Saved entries
+===+

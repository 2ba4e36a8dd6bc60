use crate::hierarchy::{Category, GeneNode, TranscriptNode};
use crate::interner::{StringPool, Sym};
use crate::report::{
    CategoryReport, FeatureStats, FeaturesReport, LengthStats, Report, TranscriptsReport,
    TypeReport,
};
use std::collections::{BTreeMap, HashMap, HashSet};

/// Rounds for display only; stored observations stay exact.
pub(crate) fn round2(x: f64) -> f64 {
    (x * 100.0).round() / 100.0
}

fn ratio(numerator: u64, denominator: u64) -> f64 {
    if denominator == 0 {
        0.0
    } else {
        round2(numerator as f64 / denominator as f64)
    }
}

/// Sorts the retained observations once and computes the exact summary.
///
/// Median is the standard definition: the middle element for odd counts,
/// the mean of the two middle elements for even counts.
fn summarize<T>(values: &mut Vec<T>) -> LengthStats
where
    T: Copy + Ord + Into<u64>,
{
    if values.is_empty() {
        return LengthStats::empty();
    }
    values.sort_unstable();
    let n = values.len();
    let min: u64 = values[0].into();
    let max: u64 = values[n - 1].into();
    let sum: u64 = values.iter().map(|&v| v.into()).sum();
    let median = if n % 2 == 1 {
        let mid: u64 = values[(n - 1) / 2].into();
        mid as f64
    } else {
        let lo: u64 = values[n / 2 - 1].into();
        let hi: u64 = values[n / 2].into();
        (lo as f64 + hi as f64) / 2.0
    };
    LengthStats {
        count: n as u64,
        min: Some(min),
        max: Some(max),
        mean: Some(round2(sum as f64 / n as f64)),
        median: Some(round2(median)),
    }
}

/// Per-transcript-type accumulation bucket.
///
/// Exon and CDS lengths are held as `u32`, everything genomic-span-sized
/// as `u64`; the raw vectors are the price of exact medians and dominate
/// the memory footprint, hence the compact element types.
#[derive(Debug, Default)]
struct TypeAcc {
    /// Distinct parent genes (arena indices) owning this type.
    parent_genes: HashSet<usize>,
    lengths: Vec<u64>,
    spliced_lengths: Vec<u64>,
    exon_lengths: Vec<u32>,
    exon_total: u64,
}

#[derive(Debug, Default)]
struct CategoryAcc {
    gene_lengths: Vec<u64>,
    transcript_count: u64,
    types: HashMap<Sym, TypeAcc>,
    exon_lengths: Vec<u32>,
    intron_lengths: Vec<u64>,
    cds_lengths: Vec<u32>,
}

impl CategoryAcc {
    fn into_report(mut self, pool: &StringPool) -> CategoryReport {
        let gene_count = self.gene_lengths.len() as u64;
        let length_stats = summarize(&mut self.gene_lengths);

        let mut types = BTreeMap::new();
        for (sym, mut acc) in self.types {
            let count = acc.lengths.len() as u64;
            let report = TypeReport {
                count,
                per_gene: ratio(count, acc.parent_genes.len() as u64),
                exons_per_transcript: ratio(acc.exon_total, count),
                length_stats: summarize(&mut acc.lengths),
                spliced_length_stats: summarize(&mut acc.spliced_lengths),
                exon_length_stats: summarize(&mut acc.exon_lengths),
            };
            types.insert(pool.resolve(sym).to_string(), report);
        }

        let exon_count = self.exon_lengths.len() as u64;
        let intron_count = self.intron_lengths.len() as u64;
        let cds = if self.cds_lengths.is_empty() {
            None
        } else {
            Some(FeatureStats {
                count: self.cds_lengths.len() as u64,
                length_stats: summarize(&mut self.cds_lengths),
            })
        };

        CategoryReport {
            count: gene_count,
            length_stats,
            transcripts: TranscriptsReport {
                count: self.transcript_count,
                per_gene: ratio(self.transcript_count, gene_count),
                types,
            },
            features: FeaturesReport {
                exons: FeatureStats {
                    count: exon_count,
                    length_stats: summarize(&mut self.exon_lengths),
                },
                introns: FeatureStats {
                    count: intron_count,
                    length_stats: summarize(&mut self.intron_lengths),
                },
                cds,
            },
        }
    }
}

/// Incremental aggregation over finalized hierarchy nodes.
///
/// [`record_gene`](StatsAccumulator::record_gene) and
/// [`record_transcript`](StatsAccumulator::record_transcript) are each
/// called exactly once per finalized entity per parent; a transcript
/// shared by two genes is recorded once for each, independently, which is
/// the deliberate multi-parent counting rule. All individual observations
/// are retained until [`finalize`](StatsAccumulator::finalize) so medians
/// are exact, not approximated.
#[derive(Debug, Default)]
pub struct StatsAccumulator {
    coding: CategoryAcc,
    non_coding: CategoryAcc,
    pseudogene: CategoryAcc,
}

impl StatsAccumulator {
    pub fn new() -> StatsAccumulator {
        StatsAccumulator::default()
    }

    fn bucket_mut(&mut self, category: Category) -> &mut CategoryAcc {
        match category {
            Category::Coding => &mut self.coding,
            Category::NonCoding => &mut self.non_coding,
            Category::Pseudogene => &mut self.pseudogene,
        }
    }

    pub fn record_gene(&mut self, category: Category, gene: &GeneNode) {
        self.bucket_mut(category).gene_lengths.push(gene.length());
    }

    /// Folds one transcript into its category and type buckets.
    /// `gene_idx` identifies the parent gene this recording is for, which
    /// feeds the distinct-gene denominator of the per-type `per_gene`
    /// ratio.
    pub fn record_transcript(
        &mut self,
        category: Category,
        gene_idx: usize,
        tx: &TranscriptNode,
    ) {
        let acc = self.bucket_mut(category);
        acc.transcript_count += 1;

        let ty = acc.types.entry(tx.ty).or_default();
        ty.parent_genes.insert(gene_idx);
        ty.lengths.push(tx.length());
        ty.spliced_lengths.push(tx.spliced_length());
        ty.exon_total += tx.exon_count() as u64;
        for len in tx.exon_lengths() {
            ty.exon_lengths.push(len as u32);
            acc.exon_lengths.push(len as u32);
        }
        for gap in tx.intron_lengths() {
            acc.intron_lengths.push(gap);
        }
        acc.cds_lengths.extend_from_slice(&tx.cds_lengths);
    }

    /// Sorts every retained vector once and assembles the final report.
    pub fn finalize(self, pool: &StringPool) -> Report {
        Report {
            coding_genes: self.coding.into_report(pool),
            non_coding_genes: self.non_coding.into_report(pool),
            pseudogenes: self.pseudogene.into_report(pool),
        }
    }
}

+===+

What is being asked
In your answer, reproduce every entry exactly as it was written.

Finished task
repository 2ba4e36a8dd6bc60
use crate::hierarchy::{Category, GeneNode, TranscriptNode};
use crate::interner::{StringPool, Sym};
use crate::report::{
    CategoryReport, FeatureStats, FeaturesReport, LengthStats, Report, TranscriptsReport,
    TypeReport,
};
use std::collections::{BTreeMap, HashMap, HashSet};

/// Rounds for display only; stored observations stay exact.
pub(crate) fn round2(x: f64) -> f64 {
    (x * 100.0).round() / 100.0
}

fn ratio(numerator: u64, denominator: u64) -> f64 {
    if denominator == 0 {
        0.0
    } else {
        round2(numerator as f64 / denominator as f64)
    }
}

/// Sorts the retained observations once and computes the exact summary.
///
/// Median is the standard definition: the middle element for odd counts,
/// the mean of the two middle elements for even counts.
fn summarize<T>(values: &mut Vec<T>) -> LengthStats
where
    T: Copy + Ord + Into<u64>,
{
    if values.is_empty() {
        return LengthStats::empty();
    }
    values.sort_unstable();
    let n = values.len();
    let min: u64 = values[0].into();
    let max: u64 = values[n - 1].into();
    let sum: u64 = values.iter().map(|&v| v.into()).sum();
    let median = if n % 2 == 1 {
        let mid: u64 = values[(n - 1) / 2].into();
        mid as f64
    } else {
        let lo: u64 = values[n / 2 - 1].into();
        let hi: u64 = values[n / 2].into();
        (lo as f64 + hi as f64) / 2.0
    };
    LengthStats {
        count: n as u64,
        min: Some(min),
        max: Some(max),
        mean: Some(round2(sum as f64 / n as f64)),
        median: Some(round2(median)),
    }
}

/// Per-transcript-type accumulation bucket.
///
/// Exon and CDS lengths are held as `u32`, everything genomic-span-sized
/// as `u64`; the raw vectors are the price of exact medians and dominate
/// the memory footprint, hence the compact element types.
#[derive(Debug, Default)]
struct TypeAcc {
    /// Distinct parent genes (arena indices) owning this type.
    parent_genes: HashSet<usize>,
    lengths: Vec<u64>,
    spliced_lengths: Vec<u64>,
    exon_lengths: Vec<u32>,
    exon_total: u64,
}

#[derive(Debug, Default)]
struct CategoryAcc {
    gene_lengths: Vec<u64>,
    transcript_count: u64,
    types: HashMap<Sym, TypeAcc>,
    exon_lengths: Vec<u32>,
    intron_lengths: Vec<u64>,
    cds_lengths: Vec<u32>,
}

impl CategoryAcc {
    fn into_report(mut self, pool: &StringPool) -> CategoryReport {
        let gene_count = self.gene_lengths.len() as u64;
        let length_stats = summarize(&mut self.gene_lengths);

        let mut types = BTreeMap::new();
        for (sym, mut acc) in self.types {
            let count = acc.lengths.len() as u64;
            let report = TypeReport {
                count,
                per_gene: ratio(count, acc.parent_genes.len() as u64),
                exons_per_transcript: ratio(acc.exon_total, count),
                length_stats: summarize(&mut acc.lengths),
                spliced_length_stats: summarize(&mut acc.spliced_lengths),
                exon_length_stats: summarize(&mut acc.exon_lengths),
            };
            types.insert(pool.resolve(sym).to_string(), report);
        }

        let exon_count = self.exon_lengths.len() as u64;
        let intron_count = self.intron_lengths.len() as u64;
        let cds = if self.cds_lengths.is_empty() {
            None
        } else {
            Some(FeatureStats {
                count: self.cds_lengths.len() as u64,
                length_stats: summarize(&mut self.cds_lengths),
            })
        };

        CategoryReport {
            count: gene_count,
            length_stats,
            transcripts: TranscriptsReport {
                count: self.transcript_count,
                per_gene: ratio(self.transcript_count, gene_count),
                types,
            },
            features: FeaturesReport {
                exons: FeatureStats {
                    count: exon_count,
                    length_stats: summarize(&mut self.exon_lengths),
                },
                introns: FeatureStats {
                    count: intron_count,
                    length_stats: summarize(&mut self.intron_lengths),
                },
                cds,
            },
        }
    }
}

/// Incremental aggregation over finalized hierarchy nodes.
///
/// [`record_gene`](StatsAccumulator::record_gene) and
/// [`record_transcript`](StatsAccumulator::record_transcript) are each
/// called exactly once per finalized entity per parent; a transcript
/// shared by two genes is recorded once for each, independently, which is
/// the deliberate multi-parent counting rule. All individual observations
/// are retained until [`finalize`](StatsAccumulator::finalize) so medians
/// are exact, not approximated.
#[derive(Debug, Default)]
pub struct StatsAccumulator {
    coding: CategoryAcc,
    non_coding: CategoryAcc,
    pseudogene: CategoryAcc,
}

impl StatsAccumulator {
    pub fn new() -> StatsAccumulator {
        StatsAccumulator::default()
    }

    fn bucket_mut(&mut self, category: Category) -> &mut CategoryAcc {
        match category {
            Category::Coding => &mut self.coding,
            Category::NonCoding => &mut self.non_coding,
            Category::Pseudogene => &mut self.pseudogene,
        }
    }

    pub fn record_gene(&mut self, category: Category, gene: &GeneNode) {
        self.bucket_mut(category).gene_lengths.push(gene.length());
    }

    /// Folds one transcript into its category and type buckets.
    /// `gene_idx` identifies the parent gene this recording is for, which
    /// feeds the distinct-gene denominator of the per-type `per_gene`
    /// ratio.
    pub fn record_transcript(
        &mut self,
        category: Category,
        gene_idx: usize,
        tx: &TranscriptNode,
    ) {
        let acc = self.bucket_mut(category);
        acc.transcript_count += 1;

        let ty = acc.types.entry(tx.ty).or_default();
        ty.parent_genes.insert(gene_idx);
        ty.lengths.push(tx.length());
        ty.spliced_lengths.push(tx.spliced_length());
        ty.exon_total += tx.exon_count() as u64;
        for len in tx.exon_lengths() {
            ty.exon_lengths.push(len as u32);
            acc.exon_lengths.push(len as u32);
        }
        for gap in tx.intron_lengths() {
            acc.intron_lengths.push(gap);
        }
        acc.cds_lengths.extend_from_slice(&tx.cds_lengths);
    }

    /// Sorts every retained vector once and assembles the final report.
    pub fn finalize(self, pool: &StringPool) -> Report {
        Report {
            coding_genes: self.coding.into_report(pool),
            non_coding_genes: self.non_coding.into_report(pool),
            pseudogenes: self.pseudogene.into_report(pool),
        }
    }
}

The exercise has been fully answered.